*** Dataset entries ***

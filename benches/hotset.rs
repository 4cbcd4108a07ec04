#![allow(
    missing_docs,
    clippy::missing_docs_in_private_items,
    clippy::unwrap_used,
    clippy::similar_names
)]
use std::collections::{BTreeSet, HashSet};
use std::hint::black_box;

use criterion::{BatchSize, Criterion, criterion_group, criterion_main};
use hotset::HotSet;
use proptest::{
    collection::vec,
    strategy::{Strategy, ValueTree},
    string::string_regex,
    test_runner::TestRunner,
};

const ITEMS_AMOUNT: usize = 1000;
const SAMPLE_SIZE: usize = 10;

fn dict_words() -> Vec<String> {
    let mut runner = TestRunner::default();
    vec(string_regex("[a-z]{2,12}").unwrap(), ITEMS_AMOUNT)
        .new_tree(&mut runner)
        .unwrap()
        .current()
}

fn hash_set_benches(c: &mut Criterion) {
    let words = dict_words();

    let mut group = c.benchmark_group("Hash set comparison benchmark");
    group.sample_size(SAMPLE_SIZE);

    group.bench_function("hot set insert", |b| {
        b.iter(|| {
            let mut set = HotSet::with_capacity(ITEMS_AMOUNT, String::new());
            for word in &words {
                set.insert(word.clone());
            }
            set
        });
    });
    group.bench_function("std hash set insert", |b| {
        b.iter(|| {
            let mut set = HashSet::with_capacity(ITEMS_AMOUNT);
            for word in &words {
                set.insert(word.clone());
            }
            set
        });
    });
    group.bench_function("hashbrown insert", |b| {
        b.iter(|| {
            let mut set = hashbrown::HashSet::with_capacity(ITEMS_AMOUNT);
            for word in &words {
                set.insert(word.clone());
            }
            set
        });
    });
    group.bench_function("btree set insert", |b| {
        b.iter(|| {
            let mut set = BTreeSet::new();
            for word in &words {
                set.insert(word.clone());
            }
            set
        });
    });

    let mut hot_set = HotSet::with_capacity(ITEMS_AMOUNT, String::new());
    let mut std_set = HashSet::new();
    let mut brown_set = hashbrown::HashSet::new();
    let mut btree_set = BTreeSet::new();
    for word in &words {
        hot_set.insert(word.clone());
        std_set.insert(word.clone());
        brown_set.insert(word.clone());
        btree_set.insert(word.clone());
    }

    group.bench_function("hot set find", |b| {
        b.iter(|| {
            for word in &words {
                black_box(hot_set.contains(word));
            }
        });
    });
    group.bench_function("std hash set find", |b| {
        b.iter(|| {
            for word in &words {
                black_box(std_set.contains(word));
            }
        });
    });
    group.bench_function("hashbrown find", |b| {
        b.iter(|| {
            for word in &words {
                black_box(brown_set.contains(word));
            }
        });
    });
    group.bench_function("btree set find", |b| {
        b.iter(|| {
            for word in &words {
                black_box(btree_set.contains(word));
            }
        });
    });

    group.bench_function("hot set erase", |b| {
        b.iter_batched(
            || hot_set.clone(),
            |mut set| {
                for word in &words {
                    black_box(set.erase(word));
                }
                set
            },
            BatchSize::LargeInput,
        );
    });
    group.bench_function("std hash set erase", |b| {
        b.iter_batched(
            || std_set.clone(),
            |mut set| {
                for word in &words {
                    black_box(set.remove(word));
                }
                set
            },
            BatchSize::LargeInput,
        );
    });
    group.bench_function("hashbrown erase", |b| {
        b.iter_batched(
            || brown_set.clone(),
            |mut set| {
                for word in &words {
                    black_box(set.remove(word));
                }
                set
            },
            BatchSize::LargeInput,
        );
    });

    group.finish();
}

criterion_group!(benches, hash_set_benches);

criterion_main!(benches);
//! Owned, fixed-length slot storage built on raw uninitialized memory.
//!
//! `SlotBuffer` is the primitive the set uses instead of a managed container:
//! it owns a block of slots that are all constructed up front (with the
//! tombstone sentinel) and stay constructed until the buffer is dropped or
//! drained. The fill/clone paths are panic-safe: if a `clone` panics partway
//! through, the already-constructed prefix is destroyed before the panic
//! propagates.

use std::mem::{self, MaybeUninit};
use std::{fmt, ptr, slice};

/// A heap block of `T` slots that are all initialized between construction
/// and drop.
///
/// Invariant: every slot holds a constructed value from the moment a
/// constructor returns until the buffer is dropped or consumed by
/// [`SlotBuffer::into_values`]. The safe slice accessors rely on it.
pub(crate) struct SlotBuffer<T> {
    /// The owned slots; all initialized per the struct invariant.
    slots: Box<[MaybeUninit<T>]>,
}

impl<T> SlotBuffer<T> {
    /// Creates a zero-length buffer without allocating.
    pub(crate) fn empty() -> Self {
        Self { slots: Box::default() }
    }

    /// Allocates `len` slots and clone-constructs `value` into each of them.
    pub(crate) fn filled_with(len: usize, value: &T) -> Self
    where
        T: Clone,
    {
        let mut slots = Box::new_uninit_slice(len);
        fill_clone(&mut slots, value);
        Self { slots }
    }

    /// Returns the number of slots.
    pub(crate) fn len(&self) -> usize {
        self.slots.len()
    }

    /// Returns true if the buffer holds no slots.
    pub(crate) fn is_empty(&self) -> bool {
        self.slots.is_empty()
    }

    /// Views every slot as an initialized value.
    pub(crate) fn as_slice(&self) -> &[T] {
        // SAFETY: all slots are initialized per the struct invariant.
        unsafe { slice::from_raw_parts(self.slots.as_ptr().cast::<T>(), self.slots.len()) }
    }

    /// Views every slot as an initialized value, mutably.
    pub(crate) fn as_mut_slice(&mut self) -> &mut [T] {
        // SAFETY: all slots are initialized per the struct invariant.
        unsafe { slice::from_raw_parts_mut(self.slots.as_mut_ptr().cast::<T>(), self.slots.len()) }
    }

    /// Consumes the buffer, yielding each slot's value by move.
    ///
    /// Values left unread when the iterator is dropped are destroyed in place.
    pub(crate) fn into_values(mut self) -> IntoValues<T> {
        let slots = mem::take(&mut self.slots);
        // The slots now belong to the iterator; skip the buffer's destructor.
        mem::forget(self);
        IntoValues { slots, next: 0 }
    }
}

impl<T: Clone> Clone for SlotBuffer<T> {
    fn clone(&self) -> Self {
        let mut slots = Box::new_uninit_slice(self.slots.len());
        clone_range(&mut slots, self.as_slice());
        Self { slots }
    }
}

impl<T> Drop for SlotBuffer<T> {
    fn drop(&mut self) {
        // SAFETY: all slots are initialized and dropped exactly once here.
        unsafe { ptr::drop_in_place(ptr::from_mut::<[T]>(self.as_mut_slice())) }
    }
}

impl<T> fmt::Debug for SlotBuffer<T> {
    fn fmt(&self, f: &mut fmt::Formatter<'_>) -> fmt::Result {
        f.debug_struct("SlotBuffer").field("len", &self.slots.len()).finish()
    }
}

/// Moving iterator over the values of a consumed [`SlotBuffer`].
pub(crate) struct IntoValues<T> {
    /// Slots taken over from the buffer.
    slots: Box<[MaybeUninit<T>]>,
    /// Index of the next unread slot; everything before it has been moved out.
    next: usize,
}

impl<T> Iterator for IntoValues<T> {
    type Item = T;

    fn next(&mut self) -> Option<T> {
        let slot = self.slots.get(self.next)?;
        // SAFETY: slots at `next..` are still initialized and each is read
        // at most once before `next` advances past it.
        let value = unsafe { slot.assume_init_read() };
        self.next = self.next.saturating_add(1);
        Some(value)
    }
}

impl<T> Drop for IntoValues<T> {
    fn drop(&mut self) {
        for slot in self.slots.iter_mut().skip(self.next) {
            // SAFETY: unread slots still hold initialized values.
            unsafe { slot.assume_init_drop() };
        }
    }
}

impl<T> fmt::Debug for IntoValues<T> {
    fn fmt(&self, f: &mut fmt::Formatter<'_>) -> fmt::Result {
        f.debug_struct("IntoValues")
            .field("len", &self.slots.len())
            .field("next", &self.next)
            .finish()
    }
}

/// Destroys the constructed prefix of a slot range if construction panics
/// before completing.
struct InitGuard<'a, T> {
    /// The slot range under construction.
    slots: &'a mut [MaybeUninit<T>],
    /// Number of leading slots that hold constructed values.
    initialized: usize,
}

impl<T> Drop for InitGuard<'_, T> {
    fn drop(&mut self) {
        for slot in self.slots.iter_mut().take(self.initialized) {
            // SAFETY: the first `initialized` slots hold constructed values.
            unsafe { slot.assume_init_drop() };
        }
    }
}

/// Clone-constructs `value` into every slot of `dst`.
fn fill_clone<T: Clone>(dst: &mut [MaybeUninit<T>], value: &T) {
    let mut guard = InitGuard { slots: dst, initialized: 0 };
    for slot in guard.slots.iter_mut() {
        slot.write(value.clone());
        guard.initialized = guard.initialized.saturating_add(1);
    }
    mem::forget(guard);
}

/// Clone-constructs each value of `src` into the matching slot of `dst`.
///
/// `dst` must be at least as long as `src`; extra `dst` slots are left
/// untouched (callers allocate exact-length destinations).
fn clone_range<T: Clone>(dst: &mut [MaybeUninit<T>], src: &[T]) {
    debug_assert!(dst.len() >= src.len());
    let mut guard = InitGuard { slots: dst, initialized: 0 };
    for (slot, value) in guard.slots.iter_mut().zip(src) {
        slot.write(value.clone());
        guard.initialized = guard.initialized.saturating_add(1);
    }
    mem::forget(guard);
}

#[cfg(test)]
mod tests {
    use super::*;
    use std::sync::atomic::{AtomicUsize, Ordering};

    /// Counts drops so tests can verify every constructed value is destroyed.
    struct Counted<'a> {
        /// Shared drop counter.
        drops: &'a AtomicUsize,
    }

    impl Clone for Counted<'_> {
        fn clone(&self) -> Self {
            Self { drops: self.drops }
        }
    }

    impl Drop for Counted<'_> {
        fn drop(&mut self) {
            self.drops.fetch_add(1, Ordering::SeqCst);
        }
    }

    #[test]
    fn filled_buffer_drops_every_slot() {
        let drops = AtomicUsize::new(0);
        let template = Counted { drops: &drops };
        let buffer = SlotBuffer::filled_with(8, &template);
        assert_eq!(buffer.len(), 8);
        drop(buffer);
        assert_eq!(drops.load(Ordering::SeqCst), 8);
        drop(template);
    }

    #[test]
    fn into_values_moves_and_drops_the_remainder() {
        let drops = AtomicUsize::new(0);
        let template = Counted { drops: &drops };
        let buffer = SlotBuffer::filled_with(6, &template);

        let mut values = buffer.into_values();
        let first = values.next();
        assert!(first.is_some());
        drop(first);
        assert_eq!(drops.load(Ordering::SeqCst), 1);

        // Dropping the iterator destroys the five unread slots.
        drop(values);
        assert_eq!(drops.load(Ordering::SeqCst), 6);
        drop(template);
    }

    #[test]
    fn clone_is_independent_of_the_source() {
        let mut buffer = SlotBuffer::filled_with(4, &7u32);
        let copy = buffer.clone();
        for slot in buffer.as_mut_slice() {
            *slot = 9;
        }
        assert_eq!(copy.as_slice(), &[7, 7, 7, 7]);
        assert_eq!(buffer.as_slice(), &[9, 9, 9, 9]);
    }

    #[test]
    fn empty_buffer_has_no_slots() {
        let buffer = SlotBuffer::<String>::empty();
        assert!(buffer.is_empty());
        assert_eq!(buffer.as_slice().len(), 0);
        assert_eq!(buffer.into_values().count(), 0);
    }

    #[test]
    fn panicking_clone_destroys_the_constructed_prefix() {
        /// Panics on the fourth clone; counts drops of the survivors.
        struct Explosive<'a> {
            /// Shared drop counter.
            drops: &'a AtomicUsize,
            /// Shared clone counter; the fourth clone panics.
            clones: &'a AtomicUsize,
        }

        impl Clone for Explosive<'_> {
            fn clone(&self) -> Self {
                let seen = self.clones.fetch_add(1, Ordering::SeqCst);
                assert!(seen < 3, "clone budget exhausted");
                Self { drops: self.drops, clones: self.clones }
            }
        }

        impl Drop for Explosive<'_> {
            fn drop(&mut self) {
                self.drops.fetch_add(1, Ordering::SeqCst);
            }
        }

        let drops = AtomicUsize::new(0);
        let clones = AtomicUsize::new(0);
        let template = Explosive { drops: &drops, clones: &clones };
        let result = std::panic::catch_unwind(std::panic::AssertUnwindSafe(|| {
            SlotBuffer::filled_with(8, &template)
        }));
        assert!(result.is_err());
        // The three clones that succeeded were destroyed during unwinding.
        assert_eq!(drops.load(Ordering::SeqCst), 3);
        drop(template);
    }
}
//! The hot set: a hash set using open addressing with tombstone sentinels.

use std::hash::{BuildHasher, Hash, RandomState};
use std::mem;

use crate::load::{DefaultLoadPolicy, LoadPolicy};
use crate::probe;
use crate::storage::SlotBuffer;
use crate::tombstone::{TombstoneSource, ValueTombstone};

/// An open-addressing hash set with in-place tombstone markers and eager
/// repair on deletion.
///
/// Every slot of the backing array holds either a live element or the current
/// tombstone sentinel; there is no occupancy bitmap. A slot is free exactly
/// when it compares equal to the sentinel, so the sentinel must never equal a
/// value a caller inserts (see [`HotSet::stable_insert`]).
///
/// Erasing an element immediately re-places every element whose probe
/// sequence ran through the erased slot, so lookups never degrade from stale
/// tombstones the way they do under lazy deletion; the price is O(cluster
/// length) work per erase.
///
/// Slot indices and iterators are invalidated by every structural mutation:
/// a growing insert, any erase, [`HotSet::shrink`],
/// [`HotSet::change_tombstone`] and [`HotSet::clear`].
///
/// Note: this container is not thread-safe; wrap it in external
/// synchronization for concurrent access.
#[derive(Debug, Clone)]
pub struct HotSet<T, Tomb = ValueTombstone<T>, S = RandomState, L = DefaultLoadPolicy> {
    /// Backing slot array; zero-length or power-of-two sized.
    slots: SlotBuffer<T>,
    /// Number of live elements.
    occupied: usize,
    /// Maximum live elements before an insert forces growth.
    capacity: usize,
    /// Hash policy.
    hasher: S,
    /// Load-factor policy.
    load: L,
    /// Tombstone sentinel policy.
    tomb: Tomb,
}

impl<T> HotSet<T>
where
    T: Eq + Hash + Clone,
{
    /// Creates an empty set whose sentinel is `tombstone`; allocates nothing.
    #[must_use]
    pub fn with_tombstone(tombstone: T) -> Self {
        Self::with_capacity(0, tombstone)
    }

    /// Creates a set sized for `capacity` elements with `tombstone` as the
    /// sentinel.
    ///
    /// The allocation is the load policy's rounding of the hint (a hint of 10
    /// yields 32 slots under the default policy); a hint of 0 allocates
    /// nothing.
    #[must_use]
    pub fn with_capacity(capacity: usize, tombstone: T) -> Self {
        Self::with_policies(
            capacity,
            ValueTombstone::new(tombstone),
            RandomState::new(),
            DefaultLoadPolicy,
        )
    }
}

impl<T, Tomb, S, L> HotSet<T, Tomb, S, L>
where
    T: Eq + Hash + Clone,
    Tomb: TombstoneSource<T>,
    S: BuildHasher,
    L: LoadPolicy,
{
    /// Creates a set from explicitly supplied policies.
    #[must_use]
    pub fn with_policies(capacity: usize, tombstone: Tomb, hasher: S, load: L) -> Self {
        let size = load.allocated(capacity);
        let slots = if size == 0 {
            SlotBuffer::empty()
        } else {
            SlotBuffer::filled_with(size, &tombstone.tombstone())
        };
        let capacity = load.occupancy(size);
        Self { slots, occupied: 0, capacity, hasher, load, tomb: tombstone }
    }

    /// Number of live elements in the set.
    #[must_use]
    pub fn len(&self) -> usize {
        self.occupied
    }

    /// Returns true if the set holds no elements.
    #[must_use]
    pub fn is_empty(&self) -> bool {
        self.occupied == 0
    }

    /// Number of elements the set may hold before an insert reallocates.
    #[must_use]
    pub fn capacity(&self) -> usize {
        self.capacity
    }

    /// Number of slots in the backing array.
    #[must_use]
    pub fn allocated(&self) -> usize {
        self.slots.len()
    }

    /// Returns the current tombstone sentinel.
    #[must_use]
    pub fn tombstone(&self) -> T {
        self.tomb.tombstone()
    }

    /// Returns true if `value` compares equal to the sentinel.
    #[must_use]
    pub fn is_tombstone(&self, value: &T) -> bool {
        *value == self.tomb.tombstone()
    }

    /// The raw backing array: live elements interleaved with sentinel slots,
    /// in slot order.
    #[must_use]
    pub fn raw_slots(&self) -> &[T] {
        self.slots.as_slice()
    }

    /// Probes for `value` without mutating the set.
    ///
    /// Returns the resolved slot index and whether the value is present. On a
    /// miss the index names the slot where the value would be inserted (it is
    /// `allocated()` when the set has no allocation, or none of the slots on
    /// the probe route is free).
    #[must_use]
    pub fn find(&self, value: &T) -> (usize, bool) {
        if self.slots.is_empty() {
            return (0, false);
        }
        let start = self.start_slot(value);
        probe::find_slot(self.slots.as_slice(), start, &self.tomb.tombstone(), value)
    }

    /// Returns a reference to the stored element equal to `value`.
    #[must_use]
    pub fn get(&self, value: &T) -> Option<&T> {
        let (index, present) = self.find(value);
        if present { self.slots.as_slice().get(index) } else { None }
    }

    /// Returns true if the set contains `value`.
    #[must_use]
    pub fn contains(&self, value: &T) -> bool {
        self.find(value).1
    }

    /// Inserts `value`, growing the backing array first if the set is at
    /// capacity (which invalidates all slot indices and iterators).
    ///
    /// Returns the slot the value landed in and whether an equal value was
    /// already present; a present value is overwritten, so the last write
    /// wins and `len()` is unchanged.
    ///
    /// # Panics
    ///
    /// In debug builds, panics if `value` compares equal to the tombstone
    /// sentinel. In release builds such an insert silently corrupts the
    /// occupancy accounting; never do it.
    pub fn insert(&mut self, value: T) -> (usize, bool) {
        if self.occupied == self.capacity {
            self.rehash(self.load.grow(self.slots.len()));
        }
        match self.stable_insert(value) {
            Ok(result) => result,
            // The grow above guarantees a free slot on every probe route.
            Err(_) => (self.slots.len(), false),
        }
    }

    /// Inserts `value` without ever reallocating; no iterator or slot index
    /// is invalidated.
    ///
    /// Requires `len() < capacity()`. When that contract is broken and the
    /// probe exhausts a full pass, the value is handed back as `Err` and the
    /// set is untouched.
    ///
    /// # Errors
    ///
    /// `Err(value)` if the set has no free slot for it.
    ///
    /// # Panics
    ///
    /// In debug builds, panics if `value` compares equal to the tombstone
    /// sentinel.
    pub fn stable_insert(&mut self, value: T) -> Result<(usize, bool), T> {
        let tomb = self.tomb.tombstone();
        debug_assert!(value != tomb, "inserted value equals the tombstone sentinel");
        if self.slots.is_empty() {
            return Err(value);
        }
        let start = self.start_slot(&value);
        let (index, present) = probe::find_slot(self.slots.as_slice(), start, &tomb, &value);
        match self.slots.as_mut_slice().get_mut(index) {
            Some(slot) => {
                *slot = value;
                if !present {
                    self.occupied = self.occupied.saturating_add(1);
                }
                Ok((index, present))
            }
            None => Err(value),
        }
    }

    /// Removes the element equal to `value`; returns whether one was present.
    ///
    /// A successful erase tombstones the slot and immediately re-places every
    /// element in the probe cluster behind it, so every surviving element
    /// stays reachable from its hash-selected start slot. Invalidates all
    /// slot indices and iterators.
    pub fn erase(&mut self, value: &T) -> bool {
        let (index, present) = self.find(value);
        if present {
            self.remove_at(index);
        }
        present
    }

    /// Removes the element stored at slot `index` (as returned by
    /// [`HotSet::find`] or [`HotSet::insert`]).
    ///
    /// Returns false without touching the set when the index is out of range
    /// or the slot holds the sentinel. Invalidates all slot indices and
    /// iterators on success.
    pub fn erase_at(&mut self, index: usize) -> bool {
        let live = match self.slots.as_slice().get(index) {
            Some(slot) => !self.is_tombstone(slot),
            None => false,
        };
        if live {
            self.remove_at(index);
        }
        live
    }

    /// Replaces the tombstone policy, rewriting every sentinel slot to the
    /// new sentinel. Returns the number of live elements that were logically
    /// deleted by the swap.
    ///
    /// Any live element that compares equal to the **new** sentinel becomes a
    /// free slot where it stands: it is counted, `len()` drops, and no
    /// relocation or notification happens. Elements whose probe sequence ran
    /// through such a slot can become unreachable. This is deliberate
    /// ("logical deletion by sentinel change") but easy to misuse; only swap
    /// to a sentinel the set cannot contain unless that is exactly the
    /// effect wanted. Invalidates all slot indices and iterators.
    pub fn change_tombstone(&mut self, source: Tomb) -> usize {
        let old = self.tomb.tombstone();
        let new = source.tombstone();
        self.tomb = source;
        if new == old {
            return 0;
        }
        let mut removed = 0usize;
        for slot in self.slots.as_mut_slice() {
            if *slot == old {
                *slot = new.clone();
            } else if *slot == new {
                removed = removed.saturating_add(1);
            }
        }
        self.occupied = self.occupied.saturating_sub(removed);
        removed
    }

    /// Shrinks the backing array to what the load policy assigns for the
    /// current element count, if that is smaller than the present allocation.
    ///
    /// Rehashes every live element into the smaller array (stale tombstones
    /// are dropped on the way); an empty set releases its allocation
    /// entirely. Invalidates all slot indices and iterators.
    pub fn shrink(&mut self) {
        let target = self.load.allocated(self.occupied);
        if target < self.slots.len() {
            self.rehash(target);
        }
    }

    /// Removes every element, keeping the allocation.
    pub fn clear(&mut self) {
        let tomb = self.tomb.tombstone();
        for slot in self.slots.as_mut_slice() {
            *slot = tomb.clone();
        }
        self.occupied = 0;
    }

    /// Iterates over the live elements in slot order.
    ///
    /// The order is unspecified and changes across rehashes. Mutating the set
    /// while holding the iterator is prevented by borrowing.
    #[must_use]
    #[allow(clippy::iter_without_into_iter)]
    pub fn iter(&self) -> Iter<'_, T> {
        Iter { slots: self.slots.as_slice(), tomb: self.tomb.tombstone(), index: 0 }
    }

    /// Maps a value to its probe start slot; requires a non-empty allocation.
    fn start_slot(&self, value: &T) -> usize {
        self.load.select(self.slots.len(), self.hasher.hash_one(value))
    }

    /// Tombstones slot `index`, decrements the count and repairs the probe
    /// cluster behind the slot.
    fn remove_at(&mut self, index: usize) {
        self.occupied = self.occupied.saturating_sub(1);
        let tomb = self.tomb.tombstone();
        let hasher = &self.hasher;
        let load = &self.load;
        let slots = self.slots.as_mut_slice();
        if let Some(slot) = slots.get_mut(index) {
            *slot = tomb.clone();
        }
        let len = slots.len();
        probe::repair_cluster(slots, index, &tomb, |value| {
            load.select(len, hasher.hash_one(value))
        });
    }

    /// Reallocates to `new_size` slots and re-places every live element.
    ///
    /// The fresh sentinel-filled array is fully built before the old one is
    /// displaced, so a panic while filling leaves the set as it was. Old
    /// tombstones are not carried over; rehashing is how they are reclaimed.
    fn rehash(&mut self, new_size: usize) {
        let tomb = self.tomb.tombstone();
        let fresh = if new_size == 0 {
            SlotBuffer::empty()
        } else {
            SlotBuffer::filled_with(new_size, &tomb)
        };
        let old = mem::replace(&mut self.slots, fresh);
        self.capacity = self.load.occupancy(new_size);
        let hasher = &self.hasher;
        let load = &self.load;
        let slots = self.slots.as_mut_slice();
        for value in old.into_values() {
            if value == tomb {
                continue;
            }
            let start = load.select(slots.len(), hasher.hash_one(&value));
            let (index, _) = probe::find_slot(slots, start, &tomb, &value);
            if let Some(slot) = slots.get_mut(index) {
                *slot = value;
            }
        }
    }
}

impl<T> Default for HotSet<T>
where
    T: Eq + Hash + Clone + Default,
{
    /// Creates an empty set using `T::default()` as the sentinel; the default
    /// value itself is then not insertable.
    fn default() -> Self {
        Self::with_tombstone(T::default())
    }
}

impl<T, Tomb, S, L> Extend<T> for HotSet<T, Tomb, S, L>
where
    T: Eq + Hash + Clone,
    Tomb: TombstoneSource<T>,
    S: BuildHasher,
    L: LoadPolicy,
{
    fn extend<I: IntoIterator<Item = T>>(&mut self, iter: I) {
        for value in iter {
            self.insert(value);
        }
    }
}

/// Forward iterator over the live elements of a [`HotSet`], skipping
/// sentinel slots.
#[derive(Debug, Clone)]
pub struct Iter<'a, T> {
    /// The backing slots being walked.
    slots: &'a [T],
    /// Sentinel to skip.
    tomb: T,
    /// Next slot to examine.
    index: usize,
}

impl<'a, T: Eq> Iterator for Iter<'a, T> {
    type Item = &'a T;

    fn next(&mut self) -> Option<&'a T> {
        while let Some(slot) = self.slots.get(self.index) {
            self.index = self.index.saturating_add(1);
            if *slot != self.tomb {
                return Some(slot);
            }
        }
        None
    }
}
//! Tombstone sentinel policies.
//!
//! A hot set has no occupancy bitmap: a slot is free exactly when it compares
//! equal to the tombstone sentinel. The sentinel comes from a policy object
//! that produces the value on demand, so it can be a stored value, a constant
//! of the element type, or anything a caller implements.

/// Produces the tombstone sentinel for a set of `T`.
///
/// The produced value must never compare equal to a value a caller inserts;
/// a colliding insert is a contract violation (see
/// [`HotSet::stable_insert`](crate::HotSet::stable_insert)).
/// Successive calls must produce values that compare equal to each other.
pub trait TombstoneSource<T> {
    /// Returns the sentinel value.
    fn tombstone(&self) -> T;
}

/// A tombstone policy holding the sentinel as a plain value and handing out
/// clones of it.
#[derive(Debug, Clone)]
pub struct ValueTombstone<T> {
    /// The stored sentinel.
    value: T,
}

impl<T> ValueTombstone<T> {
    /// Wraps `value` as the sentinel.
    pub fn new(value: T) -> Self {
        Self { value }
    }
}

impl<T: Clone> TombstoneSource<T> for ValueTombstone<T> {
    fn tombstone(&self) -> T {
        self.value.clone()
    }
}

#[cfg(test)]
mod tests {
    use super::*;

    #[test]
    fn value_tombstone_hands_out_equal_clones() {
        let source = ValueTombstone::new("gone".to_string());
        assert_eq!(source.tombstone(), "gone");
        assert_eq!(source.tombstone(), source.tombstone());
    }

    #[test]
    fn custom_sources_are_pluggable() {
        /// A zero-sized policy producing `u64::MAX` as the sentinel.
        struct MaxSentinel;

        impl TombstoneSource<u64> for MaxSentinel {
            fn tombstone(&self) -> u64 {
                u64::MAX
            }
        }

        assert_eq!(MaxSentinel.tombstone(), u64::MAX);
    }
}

*** End of Dataset entries ***
*** Dataset entries ***

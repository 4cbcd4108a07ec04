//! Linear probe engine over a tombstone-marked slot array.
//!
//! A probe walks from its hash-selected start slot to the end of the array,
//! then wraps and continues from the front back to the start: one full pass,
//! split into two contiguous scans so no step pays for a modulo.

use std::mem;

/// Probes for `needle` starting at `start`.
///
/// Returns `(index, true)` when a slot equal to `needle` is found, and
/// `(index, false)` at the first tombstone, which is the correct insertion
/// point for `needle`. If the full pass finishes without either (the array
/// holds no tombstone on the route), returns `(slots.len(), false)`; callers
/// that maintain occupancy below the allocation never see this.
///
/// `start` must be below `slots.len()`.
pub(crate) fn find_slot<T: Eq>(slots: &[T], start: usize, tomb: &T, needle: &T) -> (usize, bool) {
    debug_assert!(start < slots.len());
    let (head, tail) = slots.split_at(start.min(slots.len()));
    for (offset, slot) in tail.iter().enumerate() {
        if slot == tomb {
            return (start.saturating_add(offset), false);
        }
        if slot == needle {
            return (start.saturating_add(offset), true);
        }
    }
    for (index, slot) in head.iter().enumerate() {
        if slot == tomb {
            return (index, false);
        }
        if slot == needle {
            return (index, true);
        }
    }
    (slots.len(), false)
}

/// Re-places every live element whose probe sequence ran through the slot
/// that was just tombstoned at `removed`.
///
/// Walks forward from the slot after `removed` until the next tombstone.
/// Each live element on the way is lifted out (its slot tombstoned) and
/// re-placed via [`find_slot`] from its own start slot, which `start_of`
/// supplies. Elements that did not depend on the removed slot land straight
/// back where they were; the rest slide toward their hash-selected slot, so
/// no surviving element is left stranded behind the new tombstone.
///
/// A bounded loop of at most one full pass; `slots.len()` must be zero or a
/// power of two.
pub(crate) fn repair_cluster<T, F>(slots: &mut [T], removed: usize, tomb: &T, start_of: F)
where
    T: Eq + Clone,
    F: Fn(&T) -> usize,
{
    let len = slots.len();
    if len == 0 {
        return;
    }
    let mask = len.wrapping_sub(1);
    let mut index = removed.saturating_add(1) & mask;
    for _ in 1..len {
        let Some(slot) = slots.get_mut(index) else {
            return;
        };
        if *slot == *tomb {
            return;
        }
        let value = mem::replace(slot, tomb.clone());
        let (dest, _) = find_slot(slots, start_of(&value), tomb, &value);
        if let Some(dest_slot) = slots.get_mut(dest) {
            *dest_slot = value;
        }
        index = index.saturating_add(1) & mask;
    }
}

*** End of Dataset entries ***

→ **Required action**
Wherever a line above contains "counter", copy that line.

→ **Exercise result**
        /// Shared drop counter.
            /// Shared drop counter.
            /// Shared clone counter; the fourth clone panics.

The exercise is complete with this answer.